A 16-year-old Wausau teen convicted in the February 2015 stabbing death of 13-year-old Isaiah Powell is asking for a new trial.

Dylan Yang
Dylan Yang was 15 when he stabbed and killed a 13-year-old middle school student in a fight that began on social media. (Photo: Marathon County Sheriff’s Department)

Dylan Yang was sentenced in October to 13 years in adult prison, in a case that attracted national and international attention. Yang was convicted March 18 of first-degree reckless homicide in the death; there is no question he stabbed and killed Isaiah Powell, a middle school student who had come to Yang’s house over a conflict that began on social media and spilled into a Wausau street.

Yang said he acted in self defense.

Harry Hertel and Sarah Harless, defense attorneys who now represent Yang, allege in court documents that Yang’s trial attorney provided insufficient counsel. Jay Kronenwetter, who was running for Mayor at the time Yang’s trial was underway, represented Yang until shortly after he was convicted.

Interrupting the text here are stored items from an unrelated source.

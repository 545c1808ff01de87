//! # Error Handling Module
//!
//! This module provides the error taxonomy for the routing and resilience
//! core: a small, closed set of error *kinds* that every layer (adapters,
//! circuit breaker, bulkhead, router, coordinator) maps its failures onto,
//! plus the legacy client/provider error enums used by the standalone SDK
//! surface and the existing provider adapters.
//!
//! ## Overview
//!
//! - **ClientError**: high-level client operation errors.
//! - **ProviderError**: provider-specific API and communication errors.
//! - **CoreError**: the unified taxonomy described by the routing/resilience
//!   core (§7): each variant carries a `retryable` classification and, where
//!   applicable, a `retry_after` hint used by the Coordinator's backoff.
//! - **ResilienceError**: errors raised by the circuit breaker and bulkhead
//!   themselves, independent of the wrapped operation's error type.

use std::time::Duration;
use thiserror::Error;

/// High-level client operation errors.
#[derive(Error, Debug)]
pub enum ClientError {
    /// Wrapped provider-specific errors
    #[error("Provider error: {0}")]
    Provider(#[from] ProviderError),

    /// HTTP client and network communication errors
    #[error("HTTP error: {0}")]
    Http(#[from] reqwest::Error),

    /// JSON serialization and deserialization errors
    #[error("Serialization error: {message}")]
    Serialization { message: String },

    /// Invalid or missing configuration errors
    #[error("Configuration error: {message}")]
    Configuration { message: String },

    /// Provider routing and selection errors
    #[error("Routing error: {message}")]
    Routing { message: String },

    /// Request timeout errors
    #[error("Timeout error")]
    Timeout,

    /// Rate limit exceeded errors
    #[error("Rate limit exceeded")]
    RateLimit,

    /// Authentication and authorization failures
    #[error("Authentication failed: {message}")]
    Authentication { message: String },

    /// Invalid or malformed request errors
    #[error("Invalid request: {message}")]
    InvalidRequest { message: String },

    /// Network connectivity and communication errors
    #[error("Network error: {message}")]
    NetworkError { message: String },

    /// A request was rejected or failed inside the routing/resilience core
    #[error("Core error: {0}")]
    Core(#[from] CoreError),
}

/// Provider-specific API and communication errors.
#[derive(Error, Debug)]
pub enum ProviderError {
    /// HTTP client and network communication errors
    #[error("HTTP error: {0}")]
    Http(#[from] reqwest::Error),

    /// Provider API-specific errors with status code and message
    #[error("API error: {code} - {message}")]
    Api { code: u16, message: String },

    /// Invalid or missing API key errors
    #[error("Invalid API key")]
    InvalidApiKey,

    /// Requested model not found or unsupported
    #[error("Model not found: {model}")]
    ModelNotFound { model: String },

    /// Rate limit exceeded for this provider
    #[error("Rate limit exceeded")]
    RateLimit,

    /// Provider quota exceeded
    #[error("Quota exceeded")]
    QuotaExceeded,

    /// Provider service temporarily unavailable
    #[error("Service unavailable")]
    ServiceUnavailable,

    /// Request timeout errors
    #[error("Timeout")]
    Timeout,

    /// JSON serialization and deserialization errors
    #[error("Serialization error: {0}")]
    Serialization(#[from] serde_json::Error),

    /// Invalid or malformed response format
    #[error("Invalid response format")]
    InvalidResponse,

    /// Invalid or missing provider configuration
    #[error("Configuration error: {message}")]
    Configuration { message: String },

    /// Unsupported provider type
    #[error("Provider not supported: {provider}")]
    ProviderNotSupported { provider: String },

    /// Unsupported feature for this provider
    #[error("Feature not supported: {feature}")]
    FeatureNotSupported { feature: String },

    /// Authentication and authorization failures
    #[error("Authentication failed: {reason}")]
    AuthenticationFailed { reason: String },

    /// Request validation failures
    #[error("Request validation failed: {field} - {message}")]
    ValidationError { field: String, message: String },

    /// Network connectivity and communication errors
    #[error("Network error: {message}")]
    NetworkError { message: String },

    /// Retryable errors that can be attempted again
    #[error("Retryable error: {message}")]
    RetryableError { message: String },

    /// 429 with a provider-supplied `Retry-After`, attributed to `provider_id`.
    #[error("rate limited by {provider_id}")]
    RateLimitedWithRetryAfter {
        provider_id: String,
        retry_after: Option<Duration>,
    },
}

impl ProviderError {
    /// Whether the Coordinator should consider retrying after this error.
    ///
    /// Mirrors the retry-eligibility rules in the core error taxonomy:
    /// network/timeout/5xx/429 are retryable, 4xx (other than 429) and
    /// malformed responses are not.
    pub fn retryable(&self) -> bool {
        match self {
            ProviderError::Http(_) => true,
            ProviderError::Api { code, .. } => *code >= 500 || *code == 429,
            ProviderError::RateLimit | ProviderError::RateLimitedWithRetryAfter { .. } => true,
            ProviderError::ServiceUnavailable => true,
            ProviderError::Timeout => true,
            ProviderError::NetworkError { .. } => true,
            ProviderError::RetryableError { .. } => true,
            ProviderError::InvalidApiKey
            | ProviderError::ModelNotFound { .. }
            | ProviderError::QuotaExceeded
            | ProviderError::Serialization(_)
            | ProviderError::InvalidResponse
            | ProviderError::Configuration { .. }
            | ProviderError::ProviderNotSupported { .. }
            | ProviderError::FeatureNotSupported { .. }
            | ProviderError::AuthenticationFailed { .. }
            | ProviderError::ValidationError { .. } => false,
        }
    }

    /// Provider-supplied `Retry-After`, when this error carries one.
    pub fn retry_after(&self) -> Option<Duration> {
        match self {
            ProviderError::RateLimitedWithRetryAfter { retry_after, .. } => *retry_after,
            _ => None,
        }
    }
}

/// The routing/resilience core's closed error taxonomy (spec §7).
///
/// Every kind is either terminal (surfaced to the caller as-is) or
/// retryable (the Coordinator may re-enter the Router). `CoreError` is the
/// type that flows through `Router`, `Coordinator`, `CircuitBreaker`, and
/// `Bulkhead` — adapters produce `ProviderError` and the Coordinator lifts
/// it into a `CoreError` variant at the boundary, attaching the provider id
/// the adapter was called for.
#[derive(Error, Debug, Clone)]
pub enum CoreError {
    /// Malformed or out-of-range `UnifiedRequest`. Never retried.
    #[error("validation failed: {message}")]
    Validation { message: String },

    /// Unknown model or missing required capability. Never retried.
    #[error("not supported: {message}")]
    NotSupported { message: String },

    /// Per-request cost budget denies all candidates.
    #[error("budget exceeded: estimated cost {estimated_cost:.4} exceeds budget {budget:.4}")]
    BudgetExceeded { estimated_cost: f64, budget: f64 },

    /// Every candidate for this model was filtered out by health/circuit state.
    #[error("all providers unhealthy for model {model}")]
    AllProvidersUnhealthy { model: String },

    /// No candidates are registered for the requested (aliased) model.
    #[error("model not supported: {model}")]
    ModelNotSupported { model: String },

    /// The bulkhead could not grant a permit within `max_wait`.
    #[error("bulkhead rejected request to {provider_id} ({in_flight}/{max_concurrent} in flight)")]
    BulkheadRejection {
        provider_id: String,
        in_flight: usize,
        max_concurrent: usize,
    },

    /// The circuit breaker for `provider_id` is open.
    #[error("circuit open for {provider_id}, retry after {retry_after:?}")]
    CircuitOpen {
        provider_id: String,
        retry_after: Duration,
    },

    /// The provider returned 429.
    #[error("rate limited by {provider_id}, retry after {retry_after:?}")]
    RateLimited {
        provider_id: String,
        retry_after: Option<Duration>,
    },

    /// 5xx, network error, DNS/TLS failure, or a partial stream.
    #[error("transient provider error from {provider_id}: {message}")]
    ProviderTransient { provider_id: String, message: String },

    /// 400/401/403/404/422 from the backend, or an unparseable response.
    #[error("permanent provider error from {provider_id}: {message}")]
    ProviderPermanent { provider_id: String, message: String },

    /// The attempt exceeded its derived per-provider timeout budget.
    #[error("provider timeout for {provider_id} after {elapsed:?}")]
    ProviderTimeout {
        provider_id: String,
        elapsed: Duration,
    },

    /// The request's gateway-level deadline was exceeded. Terminal.
    #[error("gateway deadline exceeded after {elapsed:?}")]
    GatewayTimeout { elapsed: Duration },

    /// Client disconnect or deadline expiry during a suspension point.
    #[error("request cancelled")]
    Cancelled,

    /// A normalized response failed a §3 invariant (e.g. usage totals).
    #[error("invalid response from {provider_id}: {message}")]
    InvalidResponse { provider_id: String, message: String },

    /// Invariant violation, lock poisoning, or other programmer-facing bug.
    #[error("internal error: {message}")]
    Internal { message: String },
}

impl CoreError {
    /// Whether the Coordinator may attempt a retry for this error, subject
    /// to remaining gateway budget and retry-budget permits.
    pub fn retryable(&self) -> bool {
        matches!(
            self,
            CoreError::AllProvidersUnhealthy { .. }
                | CoreError::BulkheadRejection { .. }
                | CoreError::CircuitOpen { .. }
                | CoreError::RateLimited { .. }
                | CoreError::ProviderTransient { .. }
                | CoreError::ProviderTimeout { .. }
        )
    }

    /// A minimum delay the Coordinator should honor before the next retry,
    /// if the error carries a provider- or breaker-supplied hint.
    pub fn retry_after(&self) -> Option<Duration> {
        match self {
            CoreError::CircuitOpen { retry_after, .. } => Some(*retry_after),
            CoreError::RateLimited { retry_after, .. } => *retry_after,
            _ => None,
        }
    }

    /// The provider this error is attributed to, if any.
    pub fn provider_id(&self) -> Option<&str> {
        match self {
            CoreError::BulkheadRejection { provider_id, .. }
            | CoreError::CircuitOpen { provider_id, .. }
            | CoreError::RateLimited { provider_id, .. }
            | CoreError::ProviderTransient { provider_id, .. }
            | CoreError::ProviderPermanent { provider_id, .. }
            | CoreError::ProviderTimeout { provider_id, .. }
            | CoreError::InvalidResponse { provider_id, .. } => Some(provider_id),
            _ => None,
        }
    }

    /// Lift an adapter-level [`ProviderError`] into a `CoreError`, attributing
    /// it to `provider_id`. This is the boundary conversion the Coordinator
    /// performs after every adapter call (spec §7 "the adapter classifies at
    /// the boundary").
    pub fn from_provider_error(provider_id: &str, err: ProviderError) -> Self {
        match err {
            ProviderError::RateLimitedWithRetryAfter { retry_after, .. } => CoreError::RateLimited {
                provider_id: provider_id.to_string(),
                retry_after,
            },
            ProviderError::Api { code, .. } if code == 429 => CoreError::RateLimited {
                provider_id: provider_id.to_string(),
                retry_after: None,
            },
            ProviderError::Api { code, message } if code >= 500 => CoreError::ProviderTransient {
                provider_id: provider_id.to_string(),
                message,
            },
            ProviderError::Api { message, .. } => CoreError::ProviderPermanent {
                provider_id: provider_id.to_string(),
                message,
            },
            ProviderError::Timeout => CoreError::ProviderTimeout {
                provider_id: provider_id.to_string(),
                elapsed: Duration::ZERO,
            },
            ProviderError::RateLimit => CoreError::RateLimited {
                provider_id: provider_id.to_string(),
                retry_after: None,
            },
            ProviderError::ServiceUnavailable
            | ProviderError::Http(_)
            | ProviderError::NetworkError { .. }
            | ProviderError::RetryableError { .. } => CoreError::ProviderTransient {
                provider_id: provider_id.to_string(),
                message: err.to_string(),
            },
            ProviderError::ValidationError { field, message } => CoreError::Validation {
                message: format!("{field}: {message}"),
            },
            ProviderError::InvalidResponse | ProviderError::Serialization(_) => {
                CoreError::InvalidResponse {
                    provider_id: provider_id.to_string(),
                    message: err.to_string(),
                }
            }
            ProviderError::InvalidApiKey
            | ProviderError::ModelNotFound { .. }
            | ProviderError::QuotaExceeded
            | ProviderError::Configuration { .. }
            | ProviderError::ProviderNotSupported { .. }
            | ProviderError::FeatureNotSupported { .. }
            | ProviderError::AuthenticationFailed { .. } => CoreError::ProviderPermanent {
                provider_id: provider_id.to_string(),
                message: err.to_string(),
            },
        }
    }
}

/// Errors raised directly by a resilience primitive (circuit breaker,
/// bulkhead), independent of the wrapped operation's own error type `E`.
#[derive(Error, Debug, Clone)]
pub enum ResilienceError<E> {
    /// The operation exceeded its derived timeout budget.
    #[error("operation timed out after {elapsed:?} (budget {budget:?})")]
    Timeout { elapsed: Duration, budget: Duration },

    /// The bulkhead rejected the operation due to capacity.
    #[error("bulkhead rejected ({in_flight} in flight, max {max})")]
    Bulkhead { in_flight: usize, max: usize },

    /// The circuit breaker is open.
    #[error("circuit open ({failure_count} failures, open for {open_duration:?})")]
    CircuitOpen {
        failure_count: usize,
        open_duration: Duration,
    },

    /// The underlying operation failed.
    #[error("inner operation failed")]
    Inner(E),
}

Hertel and Harless accuse Kronenwetter of failing to inform or prepare Yang adequately for the trial. They also accuse Kronenwetter of failing to properly challenge Yang’s waiver into adult court, an issue that significantly divided the community.

Marathon County Circuit Judge LaMont Jacobson received well over 100 letters from around the U.S. related to the case, many from people expressing shock and anger that Yang was tried in adult court and will serve his time in an adult prison. Yang was 15 when he committed the crime, but was tried in adult court due to a Wisconsin law that requires juveniles as young as 10 accused of homicide to be tried as adults.

Had Yang been tried in juvenile court, he would have received a maximum penalty of five years behind bars.

A notice of appeal was filed March 16. Future court dates have not yet been set.